The debate over how public and private sector compensation stacks up is playing out at both the state and the federal levels. On average, state government employees make 6 percent more than their private sector counterparts, a study released Thursday finds.
The study, released by the nonprofit group Citizens Against Government Waste, was conducted with the research firm John Dunham and Associates. Researchers analyzed state government employee wages and benefits in all 50 states, comparing public and private sector workers across 22 occupational categories provided by Bureau of Labor Statistics breakdowns of specific career fields such as architecture, engineering and transportation. According to Citizens Against Government Waste President Thomas Schatz, this study differs from others comparing public and private sector pay because it looks at details within individual states and across occupations.
According to the study, no state government pays its employees at or below private sector wages. Texas has the largest difference between public and private sector pay, researchers found, while Utah and Montana have the smallest disparities.
“The disproportionate public sector compensation is a major driver of unfunded state and municipal pension liabilities across the country, which has been accurately described as looming financial crises by pundits and experts of all political stripes,” Schatz said in a statement.
Schatz was joined at a press conference unveiling the study by city councilman Pete Constant, who discussed the negative effects that rising public sector salaries and pensions have had on public services such as law enforcement, fire protection and infrastructure repair for San Jose taxpayers.
“Politicians should not be asking hardworking taxpayers in the private sector to pay more for the pay and benefits of their better compensated public sector counterparts while making devastating cuts to the essential services our residents rely on,” Constant said.
The study emphasizes the plight of bankrupt municipalities -- Stockton, Calif.; Harrisburg, Pa.; and Boise County, Idaho -- where high salaries, and particularly unfunded pension liabilities, have contributed to dire fiscal realities.
“Without real changes to the existing system, entire states may find themselves insolvent,” Schatz said.
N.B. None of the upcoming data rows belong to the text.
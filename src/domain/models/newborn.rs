use chrono::{DateTime, NaiveDate, Utc};
use serde::{Deserialize, Serialize};

/// Sex of a newborn as recorded at birth.
#[derive(Debug, Clone, Copy, PartialEq, Eq, Serialize, Deserialize)]
pub enum Sex {
    Male,
    Female,
}

impl Sex {
    /// Human-readable label used for display and diffing.
    pub fn label(&self) -> &'static str {
        match self {
            Sex::Male => "Male",
            Sex::Female => "Female",
        }
    }

    /// Parse from a form code or label.
    pub fn from_string(s: &str) -> Result<Self, String> {
        match s.to_lowercase().as_str() {
            "m" | "male" => Ok(Sex::Male),
            "f" | "female" => Ok(Sex::Female),
            _ => Err(format!("Invalid sex value: {}", s)),
        }
    }
}

/// Domain model representing a newborn tracked by the ward.
#[derive(Debug, Clone, PartialEq, Serialize, Deserialize)]
pub struct Newborn {
    pub id: String,
    pub name: String,
    pub birth_date: NaiveDate,
    pub sex: Sex,
    /// Reference to the admitted mother, when one is recorded. A newborn
    /// may exist without a mother record; once set, the reference only
    /// changes through an explicit edit.
    pub mother_id: Option<String>,
    /// The newborn's own blood group, once determined.
    pub blood_group: Option<String>,
    pub created_at: DateTime<Utc>,
    pub updated_at: DateTime<Utc>,
}

impl Newborn {
    /// Generate a unique ID for a newborn
    pub fn generate_id() -> String {
        format!("newborn::{}", uuid::Uuid::new_v4())
    }
}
Another organization, the Economic Policy Institute, called the findings in the CAGW report Thursday “bunk,” and cited other studies that have found contradictory results.
EPI said in a statement that the CAGW report fails to mention that employee pensions have been underfunded because of the stock market collapse between 2007 and 2009 and that poor municipal funding often is the result of “political and moral failure of politicians to make the contributions that are required every year.”
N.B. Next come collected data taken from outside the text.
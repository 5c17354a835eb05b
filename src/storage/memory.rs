//! # In-Memory Storage
//!
//! In-process implementation of the storage traits. Durable persistence is
//! an external concern for the ward core; this store backs `Backend::new()`
//! and the test suite with the same trait surface a database-backed
//! implementation would provide.
//!
//! ## Features
//!
//! - Full CRUD for mothers, newborns and measurement records
//! - Append-only version chains kept in append order
//! - Latest-record queries with insertion-order tie-breaking
//! - A small clinician directory for display-name resolution

use anyhow::Result;
use std::collections::HashMap;
use std::sync::{Arc, Mutex, MutexGuard};

use crate::domain::models::measurement::{ApgarScore, ExternalParameters};
use crate::domain::models::mother::Mother;
use crate::domain::models::newborn::Newborn;
use crate::domain::models::version::{EntityKind, VersionSnapshot};
use super::traits::{
    ClinicianDirectory, MeasurementStorage, MotherStorage, NewbornStorage, VersionStorage,
};

#[derive(Default)]
struct StoreInner {
    mothers: Vec<Mother>,
    newborns: Vec<Newborn>,
    parameters: Vec<ExternalParameters>,
    apgar_scores: Vec<ApgarScore>,
    snapshots: Vec<VersionSnapshot>,
    clinicians: HashMap<String, String>,
}

/// Shared in-memory store implementing every storage trait.
#[derive(Clone, Default)]
pub struct MemoryStore {
    inner: Arc<Mutex<StoreInner>>,
}

impl MemoryStore {
    /// Create a new empty store
    pub fn new() -> Self {
        Self::default()
    }

    /// Register a clinician so references to them resolve to a display name
    pub fn register_clinician(&self, clinician_id: &str, display_name: &str) -> Result<()> {
        let mut inner = self.lock()?;
        inner
            .clinicians
            .insert(clinician_id.to_string(), display_name.to_string());
        Ok(())
    }

    fn lock(&self) -> Result<MutexGuard<'_, StoreInner>> {
        self.inner
            .lock()
            .map_err(|_| anyhow::anyhow!("Storage lock poisoned"))
    }
}

impl MotherStorage for MemoryStore {
    fn store_mother(&self, mother: &Mother) -> Result<()> {
        self.lock()?.mothers.push(mother.clone());
        Ok(())
    }

    fn get_mother(&self, mother_id: &str) -> Result<Option<Mother>> {
        Ok(self.lock()?.mothers.iter().find(|m| m.id == mother_id).cloned())
    }

    fn get_mother_by_national_id(&self, national_id: &str) -> Result<Option<Mother>> {
        Ok(self
            .lock()?
            .mothers
            .iter()
            .find(|m| m.national_id == national_id)
            .cloned())
    }

    fn list_mothers(&self) -> Result<Vec<Mother>> {
        Ok(self.lock()?.mothers.clone())
    }

    fn update_mother(&self, mother: &Mother) -> Result<()> {
        let mut inner = self.lock()?;
        match inner.mothers.iter_mut().find(|m| m.id == mother.id) {
            Some(existing) => {
                *existing = mother.clone();
                Ok(())
            }
            None => Err(anyhow::anyhow!("Mother not found: {}", mother.id)),
        }
    }
}

impl NewbornStorage for MemoryStore {
    fn store_newborn(&self, newborn: &Newborn) -> Result<()> {
        self.lock()?.newborns.push(newborn.clone());
        Ok(())
    }

    fn get_newborn(&self, newborn_id: &str) -> Result<Option<Newborn>> {
        Ok(self
            .lock()?
            .newborns
            .iter()
            .find(|n| n.id == newborn_id)
            .cloned())
    }

    fn list_newborns(&self) -> Result<Vec<Newborn>> {
        Ok(self.lock()?.newborns.clone())
    }

    fn update_newborn(&self, newborn: &Newborn) -> Result<()> {
        let mut inner = self.lock()?;
        match inner.newborns.iter_mut().find(|n| n.id == newborn.id) {
            Some(existing) => {
                *existing = newborn.clone();
                Ok(())
            }
            None => Err(anyhow::anyhow!("Newborn not found: {}", newborn.id)),
        }
    }
}

impl MeasurementStorage for MemoryStore {
    fn store_parameters(&self, parameters: &ExternalParameters) -> Result<()> {
        self.lock()?.parameters.push(parameters.clone());
        Ok(())
    }

    fn get_parameters(&self, parameters_id: &str) -> Result<Option<ExternalParameters>> {
        Ok(self
            .lock()?
            .parameters
            .iter()
            .find(|p| p.id == parameters_id)
            .cloned())
    }

    fn list_parameters(&self, newborn_id: &str) -> Result<Vec<ExternalParameters>> {
        Ok(self
            .lock()?
            .parameters
            .iter()
            .filter(|p| p.newborn_id == newborn_id)
            .cloned()
            .collect())
    }

    fn latest_parameters(&self, newborn_id: &str) -> Result<Option<ExternalParameters>> {
        let inner = self.lock()?;
        let mut latest: Option<&ExternalParameters> = None;
        for parameters in inner.parameters.iter().filter(|p| p.newborn_id == newborn_id) {
            // >= so equal timestamps resolve to the later-inserted record
            if latest.map_or(true, |best| parameters.measured_at >= best.measured_at) {
                latest = Some(parameters);
            }
        }
        Ok(latest.cloned())
    }

    fn update_parameters(&self, parameters: &ExternalParameters) -> Result<()> {
        let mut inner = self.lock()?;
        match inner.parameters.iter_mut().find(|p| p.id == parameters.id) {
            Some(existing) => {
                *existing = parameters.clone();
                Ok(())
            }
            None => Err(anyhow::anyhow!("Parameters record not found: {}", parameters.id)),
        }
    }

    fn store_apgar(&self, apgar: &ApgarScore) -> Result<()> {
        self.lock()?.apgar_scores.push(apgar.clone());
        Ok(())
    }

    fn get_apgar(&self, apgar_id: &str) -> Result<Option<ApgarScore>> {
        Ok(self
            .lock()?
            .apgar_scores
            .iter()
            .find(|a| a.id == apgar_id)
            .cloned())
    }

    fn list_apgar_scores(&self, newborn_id: &str) -> Result<Vec<ApgarScore>> {
        Ok(self
            .lock()?
            .apgar_scores
            .iter()
            .filter(|a| a.newborn_id == newborn_id)
            .cloned()
            .collect())
    }

    fn latest_apgar(&self, newborn_id: &str) -> Result<Option<ApgarScore>> {
        let inner = self.lock()?;
        let mut latest: Option<&ApgarScore> = None;
        for apgar in inner.apgar_scores.iter().filter(|a| a.newborn_id == newborn_id) {
            if latest.map_or(true, |best| apgar.measured_at >= best.measured_at) {
                latest = Some(apgar);
            }
        }
        Ok(latest.cloned())
    }

    fn update_apgar(&self, apgar: &ApgarScore) -> Result<()> {
        let mut inner = self.lock()?;
        match inner.apgar_scores.iter_mut().find(|a| a.id == apgar.id) {
            Some(existing) => {
                *existing = apgar.clone();
                Ok(())
            }
            None => Err(anyhow::anyhow!("APGAR record not found: {}", apgar.id)),
        }
    }
}

impl VersionStorage for MemoryStore {
    fn append_snapshot(&self, snapshot: &VersionSnapshot) -> Result<()> {
        self.lock()?.snapshots.push(snapshot.clone());
        Ok(())
    }

    fn get_snapshot(&self, snapshot_id: &str) -> Result<Option<VersionSnapshot>> {
        Ok(self
            .lock()?
            .snapshots
            .iter()
            .find(|s| s.id == snapshot_id)
            .cloned())
    }

    fn version_chain(&self, kind: EntityKind, entity_id: &str) -> Result<Vec<VersionSnapshot>> {
        Ok(self
            .lock()?
            .snapshots
            .iter()
            .filter(|s| s.state.kind() == kind && s.state.entity_id() == entity_id)
            .cloned()
            .collect())
    }

    fn latest_snapshot(&self, kind: EntityKind, entity_id: &str) -> Result<Option<VersionSnapshot>> {
        Ok(self
            .lock()?
            .snapshots
            .iter()
            .filter(|s| s.state.kind() == kind && s.state.entity_id() == entity_id)
            .last()
            .cloned())
    }
}

impl ClinicianDirectory for MemoryStore {
    fn clinician_display_name(&self, clinician_id: &str) -> Result<Option<String>> {
        Ok(self.lock()?.clinicians.get(clinician_id).cloned())
    }
}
The group added, “rather than treat pensions as an obligation, many elected officials failed to make some or all of the actuarially required contributions during the bull market years of the last decade.”
The gap between public and private compensation also has been in dispute at the federal level. This summer, the Government Accountability Office concluded that comparing public and private sector pay at the federal level is difficult and opposing conclusions are reached depending on the data used and the bias of the group conducting the study.